An external fixator is a device used to fix the affected limb externally. It holds the limb in the desired therapeutic position to facilitate the repair of fractures and other soft tissues. The purpose of an external fixator is to maintain a certain position to facilitate the repair of fractures and other soft tissues.
II.What is the procedure for external fixation?

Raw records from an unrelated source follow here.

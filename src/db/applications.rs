// src/db/applications.rs
use rusqlite::{params, Connection, OptionalExtension, Row};

use crate::db::is_unique_violation;
use crate::db::jobs::{map_job, JOB_COLUMNS, JOB_COLUMN_COUNT};
use crate::db::users::{map_user, USER_COLUMNS};
use crate::domain::application::{
    Application, ApplicationStatus, ApplicationWithVolunteer, VolunteerApplication,
};
use crate::domain::job::JobView;
use crate::domain::timestamp;
use crate::errors::ServerError;

pub const APPLICATION_COLUMNS: &str =
    "a.id, a.job_id, a.volunteer_id, a.status, a.created_at, a.updated_at";

pub const APPLICATION_COLUMN_COUNT: usize = 6;

pub fn map_application(row: &Row<'_>, offset: usize) -> rusqlite::Result<Application> {
    Ok(Application {
        id: row.get(offset)?,
        job_id: row.get(offset + 1)?,
        volunteer_id: row.get(offset + 2)?,
        status: row.get(offset + 3)?,
        created_at: timestamp(row.get(offset + 4)?),
        updated_at: timestamp(row.get(offset + 5)?),
    })
}

/// Inserts a pending application. The (job, volunteer) pair is unique.
pub fn insert_application(
    conn: &Connection,
    job_id: i64,
    volunteer_id: i64,
    now: i64,
) -> Result<i64, ServerError> {
    conn.execute(
        r#"
        insert into applications (job_id, volunteer_id, status, created_at, updated_at)
        values (?, ?, 'pending', ?, ?)
        "#,
        params![job_id, volunteer_id, now, now],
    )
    .map_err(|e| {
        if is_unique_violation(&e) {
            ServerError::DuplicateApplication
        } else {
            ServerError::DbError(format!("insert application failed: {e}"))
        }
    })?;

    Ok(conn.last_insert_rowid())
}

pub fn find_application(conn: &Connection, id: i64) -> Result<Option<Application>, ServerError> {
    conn.query_row(
        &format!("select {APPLICATION_COLUMNS} from applications a where a.id = ?"),
        params![id],
        |row| map_application(row, 0),
    )
    .optional()
    .map_err(|e| ServerError::DbError(format!("select application failed: {e}")))
}

pub fn get_application(conn: &Connection, id: i64) -> Result<Application, ServerError> {
    find_application(conn, id)?.ok_or_else(|| ServerError::NotFound(format!("application {id}")))
}

pub fn find_for_pair(
    conn: &Connection,
    job_id: i64,
    volunteer_id: i64,
) -> Result<Option<Application>, ServerError> {
    conn.query_row(
        &format!(
            "select {APPLICATION_COLUMNS} from applications a where a.job_id = ? and a.volunteer_id = ?"
        ),
        params![job_id, volunteer_id],
        |row| map_application(row, 0),
    )
    .optional()
    .map_err(|e| ServerError::DbError(format!("select application failed: {e}")))
}

/// Applications for one job joined with the volunteer, oldest first.
pub fn list_for_job(
    conn: &Connection,
    job_id: i64,
    status: Option<ApplicationStatus>,
) -> Result<Vec<ApplicationWithVolunteer>, ServerError> {
    let sql = format!(
        r#"
        select {APPLICATION_COLUMNS}, {USER_COLUMNS}
        from applications a
        join users u on u.id = a.volunteer_id
        where a.job_id = ?1 and (?2 is null or a.status = ?2)
        order by a.created_at asc, a.id asc
        "#
    );
    let mut stmt = conn
        .prepare(&sql)
        .map_err(|e| ServerError::DbError(format!("prepare applications failed: {e}")))?;

    let rows = stmt
        .query_map(params![job_id, status], |row| {
            Ok(ApplicationWithVolunteer {
                application: map_application(row, 0)?,
                volunteer: map_user(row, APPLICATION_COLUMN_COUNT)?,
            })
        })
        .map_err(|e| ServerError::DbError(format!("query applications failed: {e}")))?;

    let mut items = Vec::new();
    for r in rows {
        items.push(r.map_err(|e| ServerError::DbError(format!("read application failed: {e}")))?);
    }
    Ok(items)
}

/// A volunteer's applications joined with their jobs, newest first.
pub fn list_for_volunteer(
    conn: &Connection,
    volunteer_id: i64,
) -> Result<Vec<VolunteerApplication>, ServerError> {
    let sql = format!(
        r#"
        select {APPLICATION_COLUMNS}, {JOB_COLUMNS}, r.disability_type
        from applications a
        join jobs j on j.id = a.job_id
        join users r on r.id = j.requester_id
        where a.volunteer_id = ?
        order by a.created_at desc, a.id desc
        "#
    );
    let mut stmt = conn
        .prepare(&sql)
        .map_err(|e| ServerError::DbError(format!("prepare volunteer applications failed: {e}")))?;

    let rows = stmt
        .query_map(params![volunteer_id], |row| {
            let application = map_application(row, 0)?;
            let status = application.status;
            Ok(VolunteerApplication {
                application,
                job: JobView {
                    job: map_job(row, APPLICATION_COLUMN_COUNT)?,
                    accepted_volunteer_name: None,
                    requester_disability_type: row
                        .get(APPLICATION_COLUMN_COUNT + JOB_COLUMN_COUNT)?,
                    application_status: Some(status),
                },
            })
        })
        .map_err(|e| ServerError::DbError(format!("query volunteer applications failed: {e}")))?;

    let mut items = Vec::new();
    for r in rows {
        items.push(r.map_err(|e| ServerError::DbError(format!("read application failed: {e}")))?);
    }
    Ok(items)
}

/// Moves one application from `from` to `to`. Returns rows changed, so a
/// caller that lost a race sees 0.
pub fn transition(
    conn: &Connection,
    id: i64,
    from: ApplicationStatus,
    to: ApplicationStatus,
    now: i64,
) -> Result<usize, ServerError> {
    conn.execute(
        "update applications set status = ?, updated_at = ? where id = ? and status = ?",
        params![to, now, id, from],
    )
    .map_err(|e| ServerError::DbError(format!("update application failed: {e}")))
}

/// Rejects every other pending application of the job.
pub fn reject_pending_siblings(
    conn: &Connection,
    job_id: i64,
    accepted_id: i64,
    now: i64,
) -> Result<usize, ServerError> {
    conn.execute(
        r#"
        update applications set status = 'rejected', updated_at = ?
        where job_id = ? and id <> ? and status = 'pending'
        "#,
        params![now, job_id, accepted_id],
    )
    .map_err(|e| ServerError::DbError(format!("reject applications failed: {e}")))
}

/// Marks the accepted application of the job's volunteer completed.
pub fn complete_accepted(
    conn: &Connection,
    job_id: i64,
    volunteer_id: i64,
    now: i64,
) -> Result<usize, ServerError> {
    conn.execute(
        r#"
        update applications set status = 'completed', updated_at = ?
        where job_id = ? and volunteer_id = ? and status = 'accepted'
        "#,
        params![now, job_id, volunteer_id],
    )
    .map_err(|e| ServerError::DbError(format!("complete application failed: {e}")))
}

pub fn delete_if_pending(conn: &Connection, id: i64) -> Result<usize, ServerError> {
    conn.execute(
        "delete from applications where id = ? and status = 'pending'",
        params![id],
    )
    .map_err(|e| ServerError::DbError(format!("delete application failed: {e}")))
}

pub fn delete_for_job(conn: &Connection, job_id: i64) -> Result<usize, ServerError> {
    conn.execute("delete from applications where job_id = ?", params![job_id])
        .map_err(|e| ServerError::DbError(format!("delete job applications failed: {e}")))
}

#[cfg(test)]
pub fn count_with_status(
    conn: &Connection,
    job_id: i64,
    status: ApplicationStatus,
) -> Result<i64, ServerError> {
    conn.query_row(
        "select count(*) from applications where job_id = ? and status = ?",
        params![job_id, status],
        |r| r.get(0),
    )
    .map_err(|e| ServerError::DbError(format!("count applications failed: {e}")))
}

External fixation is an orthopedic procedure used to treat bone conditions like fractures and dislocations. Here’s a concise summary:
Fracture Reduction:
Reduction involves traction and manual rotation to correct pelvic displacements. For sacroiliac joint issues, the surgeon pushes the ilium toward the foot and spine. Bone traction is done by inserting a needle into the femoral condyle. In non-emergency cases, lower limb traction with 15-20 kg weight is used first. After reduction, a pelvic external fixator is applied, with 10 kg traction for 4-6 weeks. For anterior ring fractures without hemipelvic dislocation, only an external fixator is needed, not lower limb traction.

Needling:
Identify bony landmarks like the iliac crest and anterior superior iliac spine. Kirschner wires are inserted percutaneously along the lateral iliac wall to determine the inclination of the iliac crest. Fixation pins are placed between the inner and outer iliac plates. Three 3mm wires are inserted in a parallel row along each iliac crest. A 5mm incision is made 2 cm posterior to the anterior superior iliac spine. Pins are inserted midway along the iliac crest into the medullary cavity, angled 15°-20° to the sagittal plane, pointing medially and downward, and secured approximately 5-6 cm deep.